(1) "The Jinnee in the Well-Wrought Urn" in Essays in Criticism (Oxford), volume 4, number 3 (July 1954): pages 309-324;
(2) "A Dialectic of Aural and Objective Correlatives" in Essays in Criticism (Oxford), volume 8, number 2 (April 1958): pages 166-181;
(3) "Voice as Summons for Belief: Literature, Faith, and the Divided Self" in Thought: A Review of Culture and Idea (Fordham University), volume 33, Serial Number 128 (Spring 1958): pages 43-61.

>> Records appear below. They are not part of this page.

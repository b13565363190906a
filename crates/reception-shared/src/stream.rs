//! Streaming authenticated encryption for uploaded files.
//!
//! Plaintext is fed in arbitrary chunks and sealed as fixed 64 KiB
//! XChaCha20-Poly1305 STREAM segments (big-endian 32-bit counter). The
//! symmetric key is derived from an ephemeral X25519 exchange with the
//! owner's public key, so the owner can always recover it from the header.
//! A BLAKE3 digest runs over every ciphertext byte emitted and becomes the
//! content id of the encrypted file.
//!
//! Header layout: `ephemeral_public (32) || stream_nonce (19)`.

use chacha20poly1305::aead::generic_array::GenericArray;
use chacha20poly1305::aead::stream::{DecryptorBE32, EncryptorBE32};
use chacha20poly1305::{KeyInit, XChaCha20Poly1305};
use rand::rngs::OsRng;
use rand::RngCore;
use x25519_dalek::{PublicKey, StaticSecret};

use crate::constants::{
    KDF_CONTEXT_STREAM_KEY, PUBKEY_SIZE, STREAM_BLOCK_SIZE, STREAM_NONCE_SIZE, TAG_SIZE,
};
use crate::crypto::{derive_key, SymmetricKey};
use crate::error::CryptoError;

pub const HEADER_SIZE: usize = PUBKEY_SIZE + STREAM_NONCE_SIZE;

const SEALED_SEGMENT_SIZE: usize = STREAM_BLOCK_SIZE + TAG_SIZE;

/// Everything known about an encrypted stream once it is finalized.
#[derive(Clone)]
pub struct StreamSeal {
    pub key: SymmetricKey,
    pub header: Vec<u8>,
    /// BLAKE3 hex digest of the full ciphertext.
    pub content_id: String,
}

impl std::fmt::Debug for StreamSeal {
    fn fmt(&self, f: &mut std::fmt::Formatter<'_>) -> std::fmt::Result {
        f.debug_struct("StreamSeal")
            .field("header", &hex::encode(&self.header))
            .field("content_id", &self.content_id)
            .finish_non_exhaustive()
    }
}

pub struct StreamEncryptor {
    encryptor: EncryptorBE32<XChaCha20Poly1305>,
    buffer: Vec<u8>,
    digest: blake3::Hasher,
    key: SymmetricKey,
    header: Vec<u8>,
}

impl StreamEncryptor {
    /// Start a stream readable by the holder of `owner_public_key`.
    pub fn new(owner_public_key: &[u8; 32]) -> Self {
        let ephemeral = StaticSecret::random_from_rng(OsRng);
        let ephemeral_public = PublicKey::from(&ephemeral);
        let shared = ephemeral.diffie_hellman(&PublicKey::from(*owner_public_key));
        let key = derive_key(
            KDF_CONTEXT_STREAM_KEY,
            &[&shared.as_bytes()[..], &ephemeral_public.as_bytes()[..]],
        );

        let mut nonce = [0u8; STREAM_NONCE_SIZE];
        OsRng.fill_bytes(&mut nonce);

        let aead = XChaCha20Poly1305::new((&key).into());
        let encryptor = EncryptorBE32::from_aead(aead, GenericArray::from_slice(&nonce));

        let mut header = Vec::with_capacity(HEADER_SIZE);
        header.extend_from_slice(ephemeral_public.as_bytes());
        header.extend_from_slice(&nonce);

        Self {
            encryptor,
            buffer: Vec::with_capacity(STREAM_BLOCK_SIZE),
            digest: blake3::Hasher::new(),
            key,
            header,
        }
    }

    /// Feed plaintext, returning the ciphertext segments completed so far.
    pub fn update(&mut self, data: &[u8]) -> Result<Vec<u8>, CryptoError> {
        self.buffer.extend_from_slice(data);

        let mut output = Vec::new();
        // Strictly greater: the last block is always left for `finalize`.
        while self.buffer.len() > STREAM_BLOCK_SIZE {
            let segment = self
                .encryptor
                .encrypt_next(&self.buffer[..STREAM_BLOCK_SIZE])
                .map_err(|_| CryptoError::EncryptionFailed)?;
            self.buffer.drain(..STREAM_BLOCK_SIZE);
            output.extend_from_slice(&segment);
        }

        self.digest.update(&output);
        Ok(output)
    }

    /// Seal the remaining plaintext as the final segment.
    pub fn finalize(self) -> Result<(Vec<u8>, StreamSeal), CryptoError> {
        let Self {
            encryptor,
            buffer,
            mut digest,
            key,
            header,
        } = self;

        let last = encryptor
            .encrypt_last(buffer.as_slice())
            .map_err(|_| CryptoError::EncryptionFailed)?;
        digest.update(&last);

        let seal = StreamSeal {
            key,
            header,
            content_id: digest.finalize().to_hex().to_string(),
        };
        Ok((last, seal))
    }
}

/// Recover the stream key from its header with the owner's secret.
pub fn recover_key(owner: &StaticSecret, header: &[u8]) -> Result<SymmetricKey, CryptoError> {
    let ephemeral_public = parse_header(header)?.0;
    let shared = owner.diffie_hellman(&ephemeral_public);
    Ok(derive_key(
        KDF_CONTEXT_STREAM_KEY,
        &[&shared.as_bytes()[..], &ephemeral_public.as_bytes()[..]],
    ))
}

pub struct StreamDecryptor {
    decryptor: DecryptorBE32<XChaCha20Poly1305>,
    buffer: Vec<u8>,
}

impl StreamDecryptor {
    pub fn new(key: &SymmetricKey, header: &[u8]) -> Result<Self, CryptoError> {
        let (_, nonce) = parse_header(header)?;
        let aead = XChaCha20Poly1305::new(key.into());
        Ok(Self {
            decryptor: DecryptorBE32::from_aead(aead, GenericArray::from_slice(nonce)),
            buffer: Vec::with_capacity(SEALED_SEGMENT_SIZE),
        })
    }

    pub fn update(&mut self, data: &[u8]) -> Result<Vec<u8>, CryptoError> {
        self.buffer.extend_from_slice(data);

        let mut output = Vec::new();
        while self.buffer.len() > SEALED_SEGMENT_SIZE {
            let plain = self
                .decryptor
                .decrypt_next(&self.buffer[..SEALED_SEGMENT_SIZE])
                .map_err(|_| CryptoError::DecryptionFailed)?;
            self.buffer.drain(..SEALED_SEGMENT_SIZE);
            output.extend_from_slice(&plain);
        }
        Ok(output)
    }

    pub fn finalize(self) -> Result<Vec<u8>, CryptoError> {
        self.decryptor
            .decrypt_last(self.buffer.as_slice())
            .map_err(|_| CryptoError::DecryptionFailed)
    }
}

/// Decrypt a complete ciphertext in one call.
pub fn open_stream(
    key: &SymmetricKey,
    header: &[u8],
    ciphertext: &[u8],
) -> Result<Vec<u8>, CryptoError> {
    let mut decryptor = StreamDecryptor::new(key, header)?;
    let mut plaintext = decryptor.update(ciphertext)?;
    plaintext.extend_from_slice(&decryptor.finalize()?);
    Ok(plaintext)
}

fn parse_header(header: &[u8]) -> Result<(PublicKey, &[u8]), CryptoError> {
    if header.len() != HEADER_SIZE {
        return Err(CryptoError::InvalidHeader {
            expected: HEADER_SIZE,
            actual: header.len(),
        });
    }
    let (public, nonce) = header.split_at(PUBKEY_SIZE);
    let mut bytes = [0u8; PUBKEY_SIZE];
    bytes.copy_from_slice(public);
    Ok((PublicKey::from(bytes), nonce))
}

Then Ong reprinted those three essays in his 1962 book The Barbarian Within: And Other Fugitive Essays and Studies (New York: Macmillan, pages 15-25, 26-40, and 49-67, respectively) - a copy of which I bought in the fall semester of 1964.
Ong's "The Jinnee in the Well-Wrought Urn" (1954) and "Voice as Summons for Belief: Literature, Faith, and the Divided Self" (1958) are also reprinted in An Ong Reader: Challenges for Further Inquiry (2002, pages 199-208 and 259-275, respectively), mentioned above.

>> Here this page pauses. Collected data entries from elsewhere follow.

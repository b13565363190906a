use std::path::{Component, Path, PathBuf};
use std::time::Duration;

use tokio::fs;
use tracing::{debug, info, warn};
use uuid::Uuid;

use crate::error::ReceptionError;

const UPLOAD_DIR: &str = "upload";
const READY_DIR: &str = "ready";

/// Identifier shared by every file uploaded with one submission.
#[derive(Debug, Clone, PartialEq, Eq, Hash)]
pub struct BatchId(String);

impl BatchId {
    pub fn generate() -> Self {
        Self(Uuid::new_v4().to_string())
    }

    /// Accept an externally supplied id, refusing anything that is not a
    /// single safe path component.
    pub fn parse(value: &str) -> Result<Self, ReceptionError> {
        if !is_safe_component(value) {
            return Err(ReceptionError::InvalidBatchId(value.to_string()));
        }
        Ok(Self(value.to_string()))
    }

    pub fn as_str(&self) -> &str {
        &self.0
    }
}

impl std::fmt::Display for BatchId {
    fn fmt(&self, f: &mut std::fmt::Formatter<'_>) -> std::fmt::Result {
        f.write_str(&self.0)
    }
}

fn is_safe_component(value: &str) -> bool {
    !value.is_empty()
        && value.len() <= 128
        && value
            .chars()
            .all(|c| c.is_ascii_alphanumeric() || c == '-' || c == '_')
}

/// Verify that a resolved path stays within the expected base directory.
fn ensure_within(base: &Path, target: &Path) -> Result<PathBuf, ReceptionError> {
    let relative = target.strip_prefix(base).unwrap_or(target);
    let mut resolved = base.to_path_buf();
    for component in relative.components() {
        match component {
            Component::Normal(c) => resolved.push(c),
            _ => {
                return Err(ReceptionError::BadRequest(
                    "Path traversal detected".to_string(),
                ));
            }
        }
    }
    Ok(resolved)
}

/// On-disk staging area.
///
/// ```text
/// <root>/upload/<batch_id>/<content_id>        ciphertext
/// <root>/upload/<batch_id>/<content_id>.json   key descriptor
/// <root>/ready/<content_id>/                   promoted artifact
/// ```
#[derive(Debug, Clone)]
pub struct StagingArea {
    root: PathBuf,
}

impl StagingArea {
    pub async fn new(root: PathBuf) -> Result<Self, ReceptionError> {
        for dir in [root.join(UPLOAD_DIR), root.join(READY_DIR)] {
            fs::create_dir_all(&dir).await.map_err(|e| {
                ReceptionError::Internal(format!(
                    "Failed to create staging directory '{}': {}",
                    dir.display(),
                    e
                ))
            })?;
        }

        info!(path = %root.display(), "Staging area initialized");
        Ok(Self { root })
    }

    pub fn upload_root(&self) -> PathBuf {
        self.root.join(UPLOAD_DIR)
    }

    pub fn ready_root(&self) -> PathBuf {
        self.root.join(READY_DIR)
    }

    pub fn batch_dir(&self, batch: &BatchId) -> Result<PathBuf, ReceptionError> {
        let base = self.upload_root();
        ensure_within(&base, &base.join(batch.as_str()))
    }

    pub fn ready_dir(&self, content_id: &str) -> Result<PathBuf, ReceptionError> {
        if !is_safe_component(content_id) {
            return Err(ReceptionError::BadRequest(format!(
                "Invalid content id: {content_id}"
            )));
        }
        let base = self.ready_root();
        ensure_within(&base, &base.join(content_id))
    }

    /// Remove a batch directory. Already-absent is not an error.
    pub async fn remove_batch(&self, batch: &BatchId) -> Result<bool, ReceptionError> {
        let dir = self.batch_dir(batch)?;
        match fs::remove_dir_all(&dir).await {
            Ok(()) => {
                debug!(batch = %batch, "Removed staged batch");
                Ok(true)
            }
            Err(e) if e.kind() == std::io::ErrorKind::NotFound => Ok(false),
            Err(e) => Err(e.into()),
        }
    }

    /// Remove staged batches whose directory has not changed for `max_age`.
    pub async fn sweep_stale(&self, max_age: Duration) -> Result<usize, ReceptionError> {
        let mut removed = 0;
        let mut entries = fs::read_dir(self.upload_root()).await?;

        while let Some(entry) = entries.next_entry().await? {
            let metadata = match entry.metadata().await {
                Ok(m) if m.is_dir() => m,
                _ => continue,
            };
            let age = metadata
                .modified()
                .ok()
                .and_then(|modified| modified.elapsed().ok())
                .unwrap_or_default();
            if age < max_age {
                continue;
            }

            match fs::remove_dir_all(entry.path()).await {
                Ok(()) => {
                    removed += 1;
                    info!(batch = ?entry.file_name(), age_secs = age.as_secs(), "Swept stale batch");
                }
                Err(e) => warn!(batch = ?entry.file_name(), error = %e, "Failed to sweep batch"),
            }
        }

        Ok(removed)
    }
}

As I noted above, Parker sees William K. Wimsatt, Jr., of Yale University as one of the New Critic villains. Consequently, I want to call attention here to the slightly edited transcription of a radio interview conducted on April 29, 1964, by Sheila Hough with Father Ong and Professor Wimsatt for broadcast on the radio program Yale Reports, number 327, on May 24, 1964.
Ong was at Yale to deliver the 1964 Terry Lectures - the expanded version of which were published as his 1967 book The Presence of the Word: Some Prolegomena for Cultural and Religious History (Yale University Press).
In the transcription, Ong says, "We can, I think, make too much of this divorce of the work from the person [who wrote the work]."
Hough then says to Wimsatt, "Is this really how it is taught? Is literature taught in complete isolation from its author, Mr. Wimsatt, don't you consider who wrote it?"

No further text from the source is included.